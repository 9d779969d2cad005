use serde::{Deserialize, Serialize};

use super::enums::Gender;

/// Demographic details extracted from the owner's description.
/// Every field is optional: absence means "not mentioned", never a negative.
#[derive(Debug, Clone, Default, PartialEq, Serialize, Deserialize)]
pub struct PatientInfo {
    pub animal_type: Option<String>,
    pub age: Option<String>,
    pub breed: Option<String>,
    pub gender: Option<Gender>,
    pub weight: Option<String>,
}

impl PatientInfo {
    /// Display name used inside generated question text ("your dog" / "your pet").
    pub fn animal_display(&self) -> &str {
        self.animal_type.as_deref().unwrap_or("pet")
    }
}
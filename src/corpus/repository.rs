use std::path::Path;
use std::str::FromStr;

use rusqlite::{params, Connection, OptionalExtension};
use serde::Deserialize;

use super::sqlite::{open_corpus_database, open_memory_corpus_database, seed_default_diseases};
use super::{CorpusError, DiseaseCorpus};
use crate::models::enums::Severity;
use crate::models::DiseaseRecord;

const DISEASE_COLUMNS: &str = "id, name, scientific_name, description, known_symptoms, causes,
     treatment, prevention, severity, affected_species";

/// A disease record to insert, as accepted by corpus growth tooling and the
/// bundled seed file.
#[derive(Debug, Clone, Deserialize)]
pub struct NewDisease {
    pub name: String,
    #[serde(default)]
    pub scientific_name: String,
    #[serde(default)]
    pub description: String,
    #[serde(default)]
    pub known_symptoms: Vec<String>,
    #[serde(default)]
    pub causes: Vec<String>,
    #[serde(default)]
    pub treatment: String,
    #[serde(default)]
    pub prevention: String,
    pub severity: Severity,
    #[serde(default)]
    pub affected_species: Vec<String>,
}

/// Insert a disease plus its symptom lookup rows. Returns the new row id.
pub fn insert_disease(conn: &Connection, disease: &NewDisease) -> Result<i64, CorpusError> {
    conn.execute(
        "INSERT INTO diseases
         (name, scientific_name, description, known_symptoms, causes, treatment, prevention, severity, affected_species)
         VALUES (?1, ?2, ?3, ?4, ?5, ?6, ?7, ?8, ?9)",
        params![
            disease.name,
            disease.scientific_name,
            disease.description,
            serde_json::to_string(&disease.known_symptoms).expect("string list serializes"),
            serde_json::to_string(&disease.causes).expect("string list serializes"),
            disease.treatment,
            disease.prevention,
            disease.severity.as_str(),
            serde_json::to_string(&disease.affected_species).expect("string list serializes"),
        ],
    )?;
    let disease_id = conn.last_insert_rowid();

    for symptom in &disease.known_symptoms {
        conn.execute(
            "INSERT INTO disease_symptoms (disease_id, symptom) VALUES (?1, ?2)",
            params![disease_id, symptom],
        )?;
    }

    Ok(disease_id)
}

/// SQLite-backed implementation of the disease corpus collaborator.
pub struct SqliteCorpus {
    conn: Connection,
}

impl SqliteCorpus {
    /// Open (creating and seeding if needed) a corpus at the given path.
    pub fn open(path: &Path) -> Result<Self, CorpusError> {
        let conn = open_corpus_database(path)?;
        seed_default_diseases(&conn)?;
        Ok(Self { conn })
    }

    /// Seeded in-memory corpus (for testing).
    pub fn in_memory() -> Result<Self, CorpusError> {
        let conn = open_memory_corpus_database()?;
        seed_default_diseases(&conn)?;
        Ok(Self { conn })
    }

    /// Unseeded in-memory corpus, for tests that build their own reference set.
    pub fn in_memory_empty() -> Result<Self, CorpusError> {
        let conn = open_memory_corpus_database()?;
        Ok(Self { conn })
    }

    pub fn insert(&self, disease: &NewDisease) -> Result<i64, CorpusError> {
        insert_disease(&self.conn, disease)
    }
}

struct DiseaseRow {
    id: i64,
    name: String,
    scientific_name: String,
    description: String,
    known_symptoms: String,
    causes: String,
    treatment: String,
    prevention: String,
    severity: String,
    affected_species: String,
}

fn read_row(row: &rusqlite::Row<'_>) -> rusqlite::Result<DiseaseRow> {
    Ok(DiseaseRow {
        id: row.get(0)?,
        name: row.get(1)?,
        scientific_name: row.get(2)?,
        description: row.get(3)?,
        known_symptoms: row.get(4)?,
        causes: row.get(5)?,
        treatment: row.get(6)?,
        prevention: row.get(7)?,
        severity: row.get(8)?,
        affected_species: row.get(9)?,
    })
}

fn parse_list(name: &str, field: &str, json: &str) -> Result<Vec<String>, CorpusError> {
    serde_json::from_str(json).map_err(|e| CorpusError::MalformedRecord {
        name: name.to_string(),
        reason: format!("{field}: {e}"),
    })
}

fn row_to_record(row: DiseaseRow) -> Result<DiseaseRecord, CorpusError> {
    let known_symptoms = parse_list(&row.name, "known_symptoms", &row.known_symptoms)?;
    let causes = parse_list(&row.name, "causes", &row.causes)?;
    let affected_species = parse_list(&row.name, "affected_species", &row.affected_species)?;
    Ok(DiseaseRecord {
        id: row.id,
        name: row.name,
        scientific_name: row.scientific_name,
        description: row.description,
        known_symptoms,
        causes,
        treatment: row.treatment,
        prevention: row.prevention,
        severity: Severity::from_str(&row.severity)?,
        affected_species,
    })
}

impl DiseaseCorpus for SqliteCorpus {
    fn search_by_symptoms(
        &self,
        keys: &[String],
    ) -> Result<Vec<(DiseaseRecord, usize)>, CorpusError> {
        let mut stmt = self.conn.prepare(
            "SELECT d.id, d.name, d.scientific_name, d.description, d.known_symptoms, d.causes,
                    d.treatment, d.prevention, d.severity, d.affected_species
             FROM diseases d
             JOIN disease_symptoms s ON d.id = s.disease_id
             WHERE s.symptom = ?1",
        )?;

        let mut matches: Vec<(DiseaseRecord, usize)> = Vec::new();
        for key in keys {
            let rows = stmt.query_map(params![key], read_row)?;
            for row in rows {
                let record = row_to_record(row?)?;
                match matches.iter_mut().find(|(d, _)| d.id == record.id) {
                    Some((_, count)) => *count += 1,
                    None => matches.push((record, 1)),
                }
            }
        }

        matches.sort_by(|a, b| b.1.cmp(&a.1));
        Ok(matches)
    }

    fn search_by_name(&self, name: &str) -> Result<Option<DiseaseRecord>, CorpusError> {
        let mut stmt = self.conn.prepare(&format!(
            "SELECT {DISEASE_COLUMNS} FROM diseases WHERE LOWER(name) = LOWER(?1)"
        ))?;
        let row = stmt.query_row(params![name], read_row).optional()?;
        row.map(row_to_record).transpose()
    }

    fn search_by_keyword(&self, keyword: &str) -> Result<Vec<DiseaseRecord>, CorpusError> {
        let term = format!("%{}%", keyword);
        let mut stmt = self.conn.prepare(&format!(
            "SELECT {DISEASE_COLUMNS} FROM diseases
             WHERE LOWER(name) LIKE LOWER(?1) OR LOWER(description) LIKE LOWER(?1)"
        ))?;
        let rows = stmt.query_map(params![term], read_row)?;
        rows.map(|row| row_to_record(row?)).collect()
    }

    fn all_diseases(&self) -> Result<Vec<DiseaseRecord>, CorpusError> {
        let mut stmt = self
            .conn
            .prepare(&format!("SELECT {DISEASE_COLUMNS} FROM diseases ORDER BY id"))?;
        let rows = stmt.query_map([], read_row)?;
        rows.map(|row| row_to_record(row?)).collect()
    }
}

**REQUIRED ACTION**
From the data above, determine how many lines hold "rows", and write only the number.

**RESPONSE**
7